EDGES MAGAZINE Issue 31

November 2002


A Tragedy For Us All
 
Elaine Kennedy is a member of the T.HO.M.A.S. team.


The extent of mass grief shown lately for two little girls, cruelly murdered in Soham, seems to have surprised and perplexed many of us, judging by the number of debates this global manifestation of emotion has aroused. Someone on the radio asked: ‘why more public outpouring for two little girls than after World War II?’

Psychologists have put forward many different points of view: many social and cultural changes are affecting the way we behave and interact. But what about a deeply-seated, fundamental factor which affects each and every human being: our spirituality? We may be affected, as people, by shifting populations; by globalisation; by the internet etc; but we are, many of us, at the moment in a state of spiritual up-rooted-ness, aridity and totally lacking in regular, balanced ways of manifesting our spiritual needs.
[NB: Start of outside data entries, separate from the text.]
//! Which hole currently shows the mole.

use rand::Rng;

/// One hole on the board. Ids are 1-based.
#[derive(Clone, Copy, Debug, PartialEq, Eq)]
pub struct Slot {
    pub id: usize,
    pub has_target: bool,
}

/// Result of [`TargetScheduler::activate_random`].
#[derive(Clone, Copy, Debug, PartialEq, Eq)]
pub struct Activation {
    /// Slot that lost the target, if a different one held it.
    pub deactivated: Option<usize>,
    pub activated: usize,
}

/// Owns the slot set and keeps at most one of them active.
#[derive(Debug)]
pub struct TargetScheduler<R> {
    slots: Vec<Slot>,
    rng: R,
}

impl<R: Rng> TargetScheduler<R> {
    /// # Panics
    /// If `slot_count` is zero; [`GameConfig::validate`](crate::GameConfig::validate)
    /// rules that out before an engine is built.
    pub fn new(slot_count: usize, rng: R) -> Self {
        assert!(slot_count > 0, "a board needs at least one slot");
        let slots = (1..=slot_count)
            .map(|id| Slot {
                id,
                has_target: false,
            })
            .collect();
        Self { slots, rng }
    }

    /// Pick a slot uniformly over all of them (the current one included) and
    /// make it the only active slot.
    pub fn activate_random(&mut self) -> Activation {
        let idx = self.rng.gen_range(0..self.slots.len());
        let previous = self.active();
        for (i, slot) in self.slots.iter_mut().enumerate() {
            slot.has_target = i == idx;
        }
        let activated = idx + 1;
        Activation {
            deactivated: previous.filter(|&id| id != activated),
            activated,
        }
    }

    /// Returns the slot that was active, if any.
    pub fn clear_all(&mut self) -> Option<usize> {
        let previous = self.active();
        for slot in &mut self.slots {
            slot.has_target = false;
        }
        previous
    }

    /// Returns whether the slot held the target. Unknown ids are ignored.
    pub fn clear(&mut self, id: usize) -> bool {
        match self.slot_mut(id) {
            Some(slot) => std::mem::replace(&mut slot.has_target, false),
            None => false,
        }
    }

    /// `None` for ids outside `1..=slot_count`.
    pub fn has_target(&self, id: usize) -> Option<bool> {
        self.slots.get(id.checked_sub(1)?).map(|s| s.has_target)
    }

    pub fn active(&self) -> Option<usize> {
        self.slots.iter().find(|s| s.has_target).map(|s| s.id)
    }

    pub fn slots(&self) -> &[Slot] {
        &self.slots
    }

    pub fn len(&self) -> usize {
        self.slots.len()
    }

    fn slot_mut(&mut self, id: usize) -> Option<&mut Slot> {
        self.slots.get_mut(id.checked_sub(1)?)
    }
}

#[cfg(test)]
mod tests {
    use super::*;
    use rand::SeedableRng;
    use rand::rngs::SmallRng;

    fn scheduler(n: usize) -> TargetScheduler<SmallRng> {
        TargetScheduler::new(n, SmallRng::seed_from_u64(7))
    }

    fn active_count(s: &TargetScheduler<SmallRng>) -> usize {
        s.slots().iter().filter(|s| s.has_target).count()
    }

    #[test]
    fn exactly_one_active_after_activation() {
        let mut s = scheduler(6);
        assert_eq!(active_count(&s), 0);
        for _ in 0..50 {
            let a = s.activate_random();
            assert_eq!(active_count(&s), 1);
            assert_eq!(s.active(), Some(a.activated));
            assert!((1..=6).contains(&a.activated));
        }
        assert!(s.clear_all().is_some());
        assert_eq!(active_count(&s), 0);
        assert_eq!(s.clear_all(), None);
    }

    #[test]
    fn reports_previous_slot_only_when_it_moves() {
        let mut s = scheduler(1);
        let first = s.activate_random();
        assert_eq!(first, Activation { deactivated: None, activated: 1 });
        // One slot: re-activating the same hole is the only outcome.
        let second = s.activate_random();
        assert_eq!(second, Activation { deactivated: None, activated: 1 });
    }

    #[test]
    fn every_slot_gets_picked() {
        let mut s = scheduler(6);
        let mut seen = [0usize; 6];
        for _ in 0..6_000 {
            let a = s.activate_random();
            seen[a.activated - 1] += 1;
        }
        // Uniform over 6 slots: each should land near 1000.
        for count in seen {
            assert!((800..1200).contains(&count), "skewed distribution: {seen:?}");
        }
    }

    #[test]
    fn out_of_range_ids_are_no_match() {
        let mut s = scheduler(6);
        assert_eq!(s.has_target(0), None);
        assert_eq!(s.has_target(7), None);
        assert_eq!(s.has_target(3), Some(false));
        assert!(!s.clear(0));
        assert!(!s.clear(99));
    }

    #[test]
    fn clear_single_slot() {
        let mut s = scheduler(6);
        let a = s.activate_random();
        assert!(s.clear(a.activated));
        assert!(!s.clear(a.activated));
        assert_eq!(s.active(), None);
    }
}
Every time I watched or read about the Soham tragedy, and the unravelling of its effect on the public, I was reminded of my favourite short Breton Fisherman’s prayer: ‘Oh help me, Lord; your sea is so big and my boat is so small!’
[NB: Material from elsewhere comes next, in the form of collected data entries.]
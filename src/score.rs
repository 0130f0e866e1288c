/// Running score. Negative values are valid.
#[derive(Clone, Copy, Debug, Default, PartialEq, Eq)]
pub struct ScoreTracker {
    value: i64,
}

impl ScoreTracker {
    pub fn new() -> Self {
        Self::default()
    }

    pub fn reset(&mut self) -> i64 {
        self.value = 0;
        self.value
    }

    pub fn increment(&mut self) -> i64 {
        self.value = self.value.saturating_add(1);
        self.value
    }

    pub fn decrement(&mut self) -> i64 {
        self.value = self.value.saturating_sub(1);
        self.value
    }

    pub fn value(&self) -> i64 {
        self.value
    }
}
In the past we had organised religion and whereas it had all sorts of defects and left much to be desired, nevertheless it was a means of collectively acknowledging that we don’t know everything. We are limited as humans and we have a deeply-rooted need to show solidarity in our limitedness. We had regular meeting places in which to share our non-understandings; our anxieties; our horror stories; also our every-day, banal problems. People during World War II who prayed together endured together. There was a spiritual accepting in the non-understanding because the horror was spread over a community who knew how to connect with each other all the time. And there were many of these constantly inter-supporting communities. But now, fields of flower bouquets and candle vigils have become our occasional, but highly necessary spiritual meeting places. Princess Diana’s death; the Hillsborough disaster; the murder of two children; these are moments where we can meet and share our smallness, our concerns and fears. We used to do this regularly with people we know but now we have huge public outpourings in response to tragedies which are not just an expression of outrage, sorrow and wishing to reach out, but also a need for individuals to vent spiritual unease and un-resolved emotions. It is an accumulative happening, the more people ‘unload’ visibly, the more other people feel they are being given the chance to do the same. It is a liberating chain-reaction of spiritual experience.

In letting go of so much regular religious structures, we have pushed to the furthest edge, and half buried, something which is a fundamental part of our human make-up, and so we have lost the flow of spiritual flotsam and jetsam which kept us in reasonably healthy equilibrium. We have marginalised our spiritual selves. This becomes more and more evident with every large-scale emotionally charged event. Momentarily we are coming away from the edges of our spirituality and marginalisation and reminding ourselves, and one another, that we all belong to one human body, irrelevant of whether we are from Soham or from the other side of the world.

Modern, affluent culture tends to give us, through materialism, an impression that we are allknowing, developed, superior human beings. Then comes the sharp reminder that thehuman person can be broken; they can behave in ways which seem completely out of kilter with the majority of us. And the lid comes off our squashed spirituality: that area of ourselves which is our soul; that area we don’t understand and is beyond any explanation by any human being or even the most advanced technology. So suddenly, an act of inhumanity; a tragic death; a disaster brought about by human error; these events remind us that we are, after all, small and vulnerable beings, just as we always have been. We are limited creatures who walk the earth; we are not, after all, all-knowing Gods. These disasters could happen to us! How do we begin to take that in? Millions of parents in the past few weeks have thought: how would I begin to cope? A great deal of scorn is poured on mass demonstrations of grief and emotion; yet the scornful themselves, in their own way, are talking about it! We all need spiritual replenishment without which we cannot cope alone; some of us just don’t like to admit it because we don’t want to acknowledge our sameness to the rest of our fellow humans.

What worries and saddens me is the thought that if this is our latest form of prayer, is it only going to be triggered off by occasional tragedy and disaster? Old fashioned regular forms of prayer did have the huge benefit of feeding our spiritual strength and allowing us to stock up for a bad day. Constant reflecting and sharing produces a balanced reaction to disharmony. This is where there is a huge hole in the market. This is the marketplace the modern-day Church needs to focus on and frequent. We could do with taking time out from our hi-tech existences and ponder on this whole area of our humanness which is so real; so potent and so neglected; yet has, for a great part, turned away from old-fashioned organisational structures.

The internet and media seem to be becoming a form of market-place which try to draw us together on a relatively superficial level. But it would only need one catastrophe to annihilate these technological giants! Imagine it! One tidal wave or meteorite and: No more surfing the net; no more sending text messages; no more newspapers; no more ten o’clock news. Some humans will still exist, our needs will still exist. And..oh yes...God would still be there! Food for thought?